Your task | Each line below from the one containing "filename fleetbeat-common/src/paths.rs" through the one containing "a namespace root." should be output exactly as it stands, and no other line should appear.

(Data records)
********************

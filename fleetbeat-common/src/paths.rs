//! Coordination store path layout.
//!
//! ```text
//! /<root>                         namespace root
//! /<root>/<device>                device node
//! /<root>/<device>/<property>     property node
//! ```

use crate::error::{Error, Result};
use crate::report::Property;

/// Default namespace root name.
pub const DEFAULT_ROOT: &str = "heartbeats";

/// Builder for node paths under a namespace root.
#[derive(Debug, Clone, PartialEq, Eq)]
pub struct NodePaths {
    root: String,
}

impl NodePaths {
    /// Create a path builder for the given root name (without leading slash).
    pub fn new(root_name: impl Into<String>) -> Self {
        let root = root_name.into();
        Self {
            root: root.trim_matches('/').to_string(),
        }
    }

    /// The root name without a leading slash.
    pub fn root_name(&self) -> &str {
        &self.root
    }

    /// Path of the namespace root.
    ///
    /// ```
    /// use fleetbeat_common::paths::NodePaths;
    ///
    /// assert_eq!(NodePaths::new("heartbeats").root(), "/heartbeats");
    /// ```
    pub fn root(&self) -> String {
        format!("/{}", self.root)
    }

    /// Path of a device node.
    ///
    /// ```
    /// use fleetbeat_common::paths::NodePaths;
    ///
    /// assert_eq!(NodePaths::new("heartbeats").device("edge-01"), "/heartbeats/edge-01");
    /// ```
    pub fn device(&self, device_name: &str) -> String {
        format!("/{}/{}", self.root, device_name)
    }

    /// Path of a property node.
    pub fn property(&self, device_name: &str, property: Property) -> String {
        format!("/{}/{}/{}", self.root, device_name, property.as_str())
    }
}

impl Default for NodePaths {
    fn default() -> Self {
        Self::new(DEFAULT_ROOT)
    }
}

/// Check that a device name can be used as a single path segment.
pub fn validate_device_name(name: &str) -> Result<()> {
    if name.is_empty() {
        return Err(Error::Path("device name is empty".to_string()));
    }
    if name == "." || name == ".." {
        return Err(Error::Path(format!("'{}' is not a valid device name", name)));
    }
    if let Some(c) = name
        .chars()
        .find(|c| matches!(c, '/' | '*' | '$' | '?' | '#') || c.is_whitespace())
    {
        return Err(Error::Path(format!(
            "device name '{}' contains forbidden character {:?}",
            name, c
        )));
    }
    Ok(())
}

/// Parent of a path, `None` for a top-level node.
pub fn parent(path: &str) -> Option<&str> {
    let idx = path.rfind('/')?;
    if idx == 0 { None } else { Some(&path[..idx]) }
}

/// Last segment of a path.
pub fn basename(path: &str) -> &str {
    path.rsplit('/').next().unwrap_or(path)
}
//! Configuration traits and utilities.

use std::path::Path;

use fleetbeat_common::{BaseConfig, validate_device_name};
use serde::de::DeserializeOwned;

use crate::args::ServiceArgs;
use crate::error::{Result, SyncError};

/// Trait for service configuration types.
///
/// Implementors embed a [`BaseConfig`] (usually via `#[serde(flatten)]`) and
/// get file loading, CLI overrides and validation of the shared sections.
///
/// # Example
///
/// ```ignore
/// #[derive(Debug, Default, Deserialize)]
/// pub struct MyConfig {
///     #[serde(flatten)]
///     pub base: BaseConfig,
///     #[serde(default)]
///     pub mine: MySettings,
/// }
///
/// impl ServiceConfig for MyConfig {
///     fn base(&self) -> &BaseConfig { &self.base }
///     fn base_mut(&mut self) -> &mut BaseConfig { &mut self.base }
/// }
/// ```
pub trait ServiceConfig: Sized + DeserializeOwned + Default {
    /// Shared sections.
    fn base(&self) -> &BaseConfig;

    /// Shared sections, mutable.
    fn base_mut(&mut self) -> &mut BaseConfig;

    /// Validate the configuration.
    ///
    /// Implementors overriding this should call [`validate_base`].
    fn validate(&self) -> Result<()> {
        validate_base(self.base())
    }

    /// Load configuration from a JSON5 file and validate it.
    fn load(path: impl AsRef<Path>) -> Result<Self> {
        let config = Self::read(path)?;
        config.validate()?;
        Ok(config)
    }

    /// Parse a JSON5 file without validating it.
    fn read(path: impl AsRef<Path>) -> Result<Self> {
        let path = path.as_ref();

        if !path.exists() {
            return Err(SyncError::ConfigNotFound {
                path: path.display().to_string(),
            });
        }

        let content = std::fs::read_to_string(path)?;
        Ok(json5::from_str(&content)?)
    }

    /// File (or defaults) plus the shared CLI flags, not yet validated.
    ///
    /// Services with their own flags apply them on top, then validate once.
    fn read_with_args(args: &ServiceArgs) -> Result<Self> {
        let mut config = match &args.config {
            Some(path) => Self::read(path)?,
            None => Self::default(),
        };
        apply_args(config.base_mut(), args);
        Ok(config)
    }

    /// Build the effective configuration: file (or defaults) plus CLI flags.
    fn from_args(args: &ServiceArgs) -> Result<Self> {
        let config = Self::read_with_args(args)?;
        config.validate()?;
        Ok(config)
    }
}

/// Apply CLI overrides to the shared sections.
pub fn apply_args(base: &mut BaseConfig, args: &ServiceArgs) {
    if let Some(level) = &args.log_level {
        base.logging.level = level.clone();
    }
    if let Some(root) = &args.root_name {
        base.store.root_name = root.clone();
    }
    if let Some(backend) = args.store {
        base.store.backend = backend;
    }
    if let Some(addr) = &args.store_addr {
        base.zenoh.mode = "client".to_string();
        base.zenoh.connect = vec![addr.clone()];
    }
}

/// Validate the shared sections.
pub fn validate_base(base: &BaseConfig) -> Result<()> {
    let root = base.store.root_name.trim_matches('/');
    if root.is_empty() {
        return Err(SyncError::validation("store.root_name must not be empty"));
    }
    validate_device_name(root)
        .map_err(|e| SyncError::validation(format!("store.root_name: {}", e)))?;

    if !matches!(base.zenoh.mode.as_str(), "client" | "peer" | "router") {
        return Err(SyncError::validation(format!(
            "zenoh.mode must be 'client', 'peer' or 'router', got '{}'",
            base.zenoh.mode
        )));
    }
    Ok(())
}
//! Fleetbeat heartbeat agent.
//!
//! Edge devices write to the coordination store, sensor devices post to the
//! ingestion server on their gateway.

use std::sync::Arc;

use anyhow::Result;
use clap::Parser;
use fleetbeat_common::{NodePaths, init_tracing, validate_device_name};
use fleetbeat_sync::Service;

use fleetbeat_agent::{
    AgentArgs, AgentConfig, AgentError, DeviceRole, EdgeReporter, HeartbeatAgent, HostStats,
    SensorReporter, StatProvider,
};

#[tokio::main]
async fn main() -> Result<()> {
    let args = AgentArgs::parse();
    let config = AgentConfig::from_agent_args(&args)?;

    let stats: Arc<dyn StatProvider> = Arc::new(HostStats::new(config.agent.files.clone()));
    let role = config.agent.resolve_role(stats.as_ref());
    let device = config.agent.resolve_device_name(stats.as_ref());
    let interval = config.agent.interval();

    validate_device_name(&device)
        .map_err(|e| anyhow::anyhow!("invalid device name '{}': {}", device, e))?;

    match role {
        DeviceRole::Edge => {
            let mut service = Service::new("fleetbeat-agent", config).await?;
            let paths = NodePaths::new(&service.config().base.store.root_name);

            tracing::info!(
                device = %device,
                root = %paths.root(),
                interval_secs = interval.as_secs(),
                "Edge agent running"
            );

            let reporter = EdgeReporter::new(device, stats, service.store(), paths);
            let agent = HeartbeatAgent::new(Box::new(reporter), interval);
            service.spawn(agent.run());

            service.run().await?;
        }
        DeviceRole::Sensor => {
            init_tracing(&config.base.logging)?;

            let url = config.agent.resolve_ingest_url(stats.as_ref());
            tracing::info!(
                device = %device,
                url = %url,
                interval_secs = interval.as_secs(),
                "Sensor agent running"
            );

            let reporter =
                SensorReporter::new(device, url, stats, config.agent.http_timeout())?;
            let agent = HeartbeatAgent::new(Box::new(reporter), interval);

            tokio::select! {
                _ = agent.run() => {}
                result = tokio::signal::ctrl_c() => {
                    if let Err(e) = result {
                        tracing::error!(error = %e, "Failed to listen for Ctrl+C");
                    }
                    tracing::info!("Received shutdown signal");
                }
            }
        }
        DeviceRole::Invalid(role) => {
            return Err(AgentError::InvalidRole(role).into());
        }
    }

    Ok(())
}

********************

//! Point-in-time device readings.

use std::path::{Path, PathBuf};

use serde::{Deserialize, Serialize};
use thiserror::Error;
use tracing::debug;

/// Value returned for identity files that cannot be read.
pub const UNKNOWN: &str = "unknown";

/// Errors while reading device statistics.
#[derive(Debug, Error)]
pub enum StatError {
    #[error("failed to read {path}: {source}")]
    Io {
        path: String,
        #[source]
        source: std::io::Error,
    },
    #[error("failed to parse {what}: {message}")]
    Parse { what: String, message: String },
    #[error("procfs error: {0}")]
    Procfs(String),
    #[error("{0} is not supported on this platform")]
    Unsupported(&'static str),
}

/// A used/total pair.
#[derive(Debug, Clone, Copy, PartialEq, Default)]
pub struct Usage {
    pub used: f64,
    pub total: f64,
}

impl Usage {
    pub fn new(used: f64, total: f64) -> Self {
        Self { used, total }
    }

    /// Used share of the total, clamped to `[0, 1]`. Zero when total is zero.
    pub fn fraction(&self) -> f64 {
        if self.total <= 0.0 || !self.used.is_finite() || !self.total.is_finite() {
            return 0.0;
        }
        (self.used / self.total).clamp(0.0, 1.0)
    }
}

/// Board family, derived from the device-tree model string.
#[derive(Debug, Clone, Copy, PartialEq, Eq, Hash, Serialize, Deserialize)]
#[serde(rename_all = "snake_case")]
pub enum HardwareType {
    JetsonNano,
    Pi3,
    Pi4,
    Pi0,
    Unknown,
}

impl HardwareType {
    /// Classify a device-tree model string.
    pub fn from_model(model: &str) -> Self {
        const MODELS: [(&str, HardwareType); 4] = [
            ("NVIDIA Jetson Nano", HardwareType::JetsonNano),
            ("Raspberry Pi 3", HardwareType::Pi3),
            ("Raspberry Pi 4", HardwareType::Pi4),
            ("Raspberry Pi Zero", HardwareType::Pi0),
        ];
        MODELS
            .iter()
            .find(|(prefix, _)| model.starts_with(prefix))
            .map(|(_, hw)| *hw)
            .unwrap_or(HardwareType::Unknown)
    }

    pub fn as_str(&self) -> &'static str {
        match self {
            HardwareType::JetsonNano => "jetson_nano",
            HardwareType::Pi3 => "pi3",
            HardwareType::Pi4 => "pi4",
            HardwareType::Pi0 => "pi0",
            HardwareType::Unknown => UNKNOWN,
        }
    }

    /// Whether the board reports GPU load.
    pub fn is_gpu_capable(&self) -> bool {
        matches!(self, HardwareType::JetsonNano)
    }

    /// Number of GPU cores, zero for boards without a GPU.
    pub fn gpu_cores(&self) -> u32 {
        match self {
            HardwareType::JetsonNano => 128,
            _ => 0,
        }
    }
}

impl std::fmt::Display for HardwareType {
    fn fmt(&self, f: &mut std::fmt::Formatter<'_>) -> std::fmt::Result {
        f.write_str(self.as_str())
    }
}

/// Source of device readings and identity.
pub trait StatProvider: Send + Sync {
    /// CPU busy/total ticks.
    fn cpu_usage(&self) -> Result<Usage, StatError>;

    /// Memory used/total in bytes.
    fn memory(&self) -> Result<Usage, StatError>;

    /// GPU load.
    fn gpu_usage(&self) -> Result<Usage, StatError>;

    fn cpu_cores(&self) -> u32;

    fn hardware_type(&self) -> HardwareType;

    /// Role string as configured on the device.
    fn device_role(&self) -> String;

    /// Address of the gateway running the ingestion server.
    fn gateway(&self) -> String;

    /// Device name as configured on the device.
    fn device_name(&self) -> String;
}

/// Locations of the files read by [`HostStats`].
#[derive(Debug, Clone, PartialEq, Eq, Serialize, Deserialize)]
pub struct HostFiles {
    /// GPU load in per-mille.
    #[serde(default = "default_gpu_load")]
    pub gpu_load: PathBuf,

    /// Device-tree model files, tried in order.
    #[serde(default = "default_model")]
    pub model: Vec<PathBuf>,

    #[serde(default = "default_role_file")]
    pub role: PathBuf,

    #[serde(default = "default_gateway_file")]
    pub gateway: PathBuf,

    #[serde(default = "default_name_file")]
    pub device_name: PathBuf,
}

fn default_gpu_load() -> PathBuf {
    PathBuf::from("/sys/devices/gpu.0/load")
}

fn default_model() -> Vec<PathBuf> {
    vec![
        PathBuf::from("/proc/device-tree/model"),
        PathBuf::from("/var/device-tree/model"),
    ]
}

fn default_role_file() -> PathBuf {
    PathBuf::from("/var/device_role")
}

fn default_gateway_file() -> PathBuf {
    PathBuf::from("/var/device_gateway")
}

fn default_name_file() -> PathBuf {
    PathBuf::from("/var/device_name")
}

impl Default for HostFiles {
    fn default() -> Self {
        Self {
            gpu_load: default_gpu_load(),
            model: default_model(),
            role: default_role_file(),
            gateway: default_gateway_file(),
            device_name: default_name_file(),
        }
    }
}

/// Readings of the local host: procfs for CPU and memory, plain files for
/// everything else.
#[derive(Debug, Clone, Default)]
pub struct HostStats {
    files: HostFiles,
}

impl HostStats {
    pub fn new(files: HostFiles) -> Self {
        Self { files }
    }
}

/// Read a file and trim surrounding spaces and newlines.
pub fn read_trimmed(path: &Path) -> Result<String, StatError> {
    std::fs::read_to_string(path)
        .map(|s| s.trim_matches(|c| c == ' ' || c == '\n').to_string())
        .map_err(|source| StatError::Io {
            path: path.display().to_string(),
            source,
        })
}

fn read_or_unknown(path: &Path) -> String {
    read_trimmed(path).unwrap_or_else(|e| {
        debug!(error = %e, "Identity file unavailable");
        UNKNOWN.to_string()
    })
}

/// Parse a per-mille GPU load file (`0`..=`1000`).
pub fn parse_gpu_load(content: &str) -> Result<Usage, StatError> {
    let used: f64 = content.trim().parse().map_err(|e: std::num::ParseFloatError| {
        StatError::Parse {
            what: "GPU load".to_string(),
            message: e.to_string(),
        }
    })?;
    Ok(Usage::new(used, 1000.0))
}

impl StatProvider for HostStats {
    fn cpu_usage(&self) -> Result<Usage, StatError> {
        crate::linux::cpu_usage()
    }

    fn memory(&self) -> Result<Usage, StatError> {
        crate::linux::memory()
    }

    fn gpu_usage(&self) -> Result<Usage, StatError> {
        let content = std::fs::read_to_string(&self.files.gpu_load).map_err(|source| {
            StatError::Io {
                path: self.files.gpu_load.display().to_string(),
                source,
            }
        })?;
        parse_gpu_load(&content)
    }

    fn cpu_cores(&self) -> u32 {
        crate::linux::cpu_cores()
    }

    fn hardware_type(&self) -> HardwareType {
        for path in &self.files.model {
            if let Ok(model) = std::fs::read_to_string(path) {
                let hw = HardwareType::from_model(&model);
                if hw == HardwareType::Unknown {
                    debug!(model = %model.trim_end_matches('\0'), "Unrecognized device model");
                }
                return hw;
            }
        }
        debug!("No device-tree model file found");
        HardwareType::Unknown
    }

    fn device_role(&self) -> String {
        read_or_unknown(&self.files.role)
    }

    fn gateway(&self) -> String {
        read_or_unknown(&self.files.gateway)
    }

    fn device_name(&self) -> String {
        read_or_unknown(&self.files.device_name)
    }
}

********************

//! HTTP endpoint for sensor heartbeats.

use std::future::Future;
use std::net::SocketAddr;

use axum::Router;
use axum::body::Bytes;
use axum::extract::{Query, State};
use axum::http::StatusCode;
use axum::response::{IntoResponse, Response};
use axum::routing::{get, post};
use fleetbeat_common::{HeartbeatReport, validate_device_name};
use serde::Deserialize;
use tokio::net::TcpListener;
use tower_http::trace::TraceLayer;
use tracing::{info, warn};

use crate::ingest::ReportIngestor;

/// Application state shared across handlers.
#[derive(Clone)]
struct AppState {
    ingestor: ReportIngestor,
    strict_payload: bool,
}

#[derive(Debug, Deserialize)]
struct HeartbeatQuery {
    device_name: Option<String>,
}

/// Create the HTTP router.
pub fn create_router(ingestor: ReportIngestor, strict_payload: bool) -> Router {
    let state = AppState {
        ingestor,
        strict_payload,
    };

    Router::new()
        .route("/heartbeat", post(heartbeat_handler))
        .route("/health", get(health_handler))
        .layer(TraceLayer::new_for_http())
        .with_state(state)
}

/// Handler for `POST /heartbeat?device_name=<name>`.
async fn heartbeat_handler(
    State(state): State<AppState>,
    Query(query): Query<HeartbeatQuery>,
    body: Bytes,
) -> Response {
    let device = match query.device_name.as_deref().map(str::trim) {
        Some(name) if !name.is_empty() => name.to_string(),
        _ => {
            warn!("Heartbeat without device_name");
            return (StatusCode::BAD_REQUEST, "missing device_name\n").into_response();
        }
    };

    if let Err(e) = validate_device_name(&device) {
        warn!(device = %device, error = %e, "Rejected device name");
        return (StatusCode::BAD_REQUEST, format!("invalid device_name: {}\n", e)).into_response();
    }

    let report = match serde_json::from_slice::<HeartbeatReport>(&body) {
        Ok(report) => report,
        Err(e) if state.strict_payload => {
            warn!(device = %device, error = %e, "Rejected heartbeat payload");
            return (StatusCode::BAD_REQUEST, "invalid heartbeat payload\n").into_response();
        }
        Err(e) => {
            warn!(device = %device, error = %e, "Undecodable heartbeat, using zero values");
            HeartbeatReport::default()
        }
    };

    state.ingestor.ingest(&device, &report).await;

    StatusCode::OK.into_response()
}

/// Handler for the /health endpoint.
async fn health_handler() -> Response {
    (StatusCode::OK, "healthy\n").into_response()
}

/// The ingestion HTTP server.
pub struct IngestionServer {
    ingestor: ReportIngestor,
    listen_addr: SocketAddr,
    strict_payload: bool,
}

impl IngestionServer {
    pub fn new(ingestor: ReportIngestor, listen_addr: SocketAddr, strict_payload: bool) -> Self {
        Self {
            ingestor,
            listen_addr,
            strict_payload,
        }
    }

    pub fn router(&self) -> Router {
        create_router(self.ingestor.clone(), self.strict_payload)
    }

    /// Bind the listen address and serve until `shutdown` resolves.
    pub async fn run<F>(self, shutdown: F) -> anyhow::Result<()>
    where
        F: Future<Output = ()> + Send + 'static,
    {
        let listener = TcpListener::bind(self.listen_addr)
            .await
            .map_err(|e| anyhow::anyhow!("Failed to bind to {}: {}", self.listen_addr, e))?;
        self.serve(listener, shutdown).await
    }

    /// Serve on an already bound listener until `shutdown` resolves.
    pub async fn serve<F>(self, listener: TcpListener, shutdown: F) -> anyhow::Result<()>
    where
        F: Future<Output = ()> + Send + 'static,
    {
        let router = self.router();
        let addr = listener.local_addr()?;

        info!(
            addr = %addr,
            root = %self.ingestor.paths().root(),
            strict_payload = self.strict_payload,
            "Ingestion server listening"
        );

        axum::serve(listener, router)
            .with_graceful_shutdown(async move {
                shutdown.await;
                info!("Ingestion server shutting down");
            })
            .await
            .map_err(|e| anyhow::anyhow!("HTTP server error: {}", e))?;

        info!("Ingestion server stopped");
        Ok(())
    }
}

********************

Response to the task |
filename fleetbeat-common/src/paths.rs
//! Coordination store path layout.
//!
//! ```text
//! /<root>                         namespace root
//! /<root>/<device>                device node
//! /<root>/<device>/<property>     property node
//! ```

use crate::error::{Error, Result};
use crate::report::Property;

/// Default namespace root name.
pub const DEFAULT_ROOT: &str = "heartbeats";

/// Builder for node paths under a namespace root.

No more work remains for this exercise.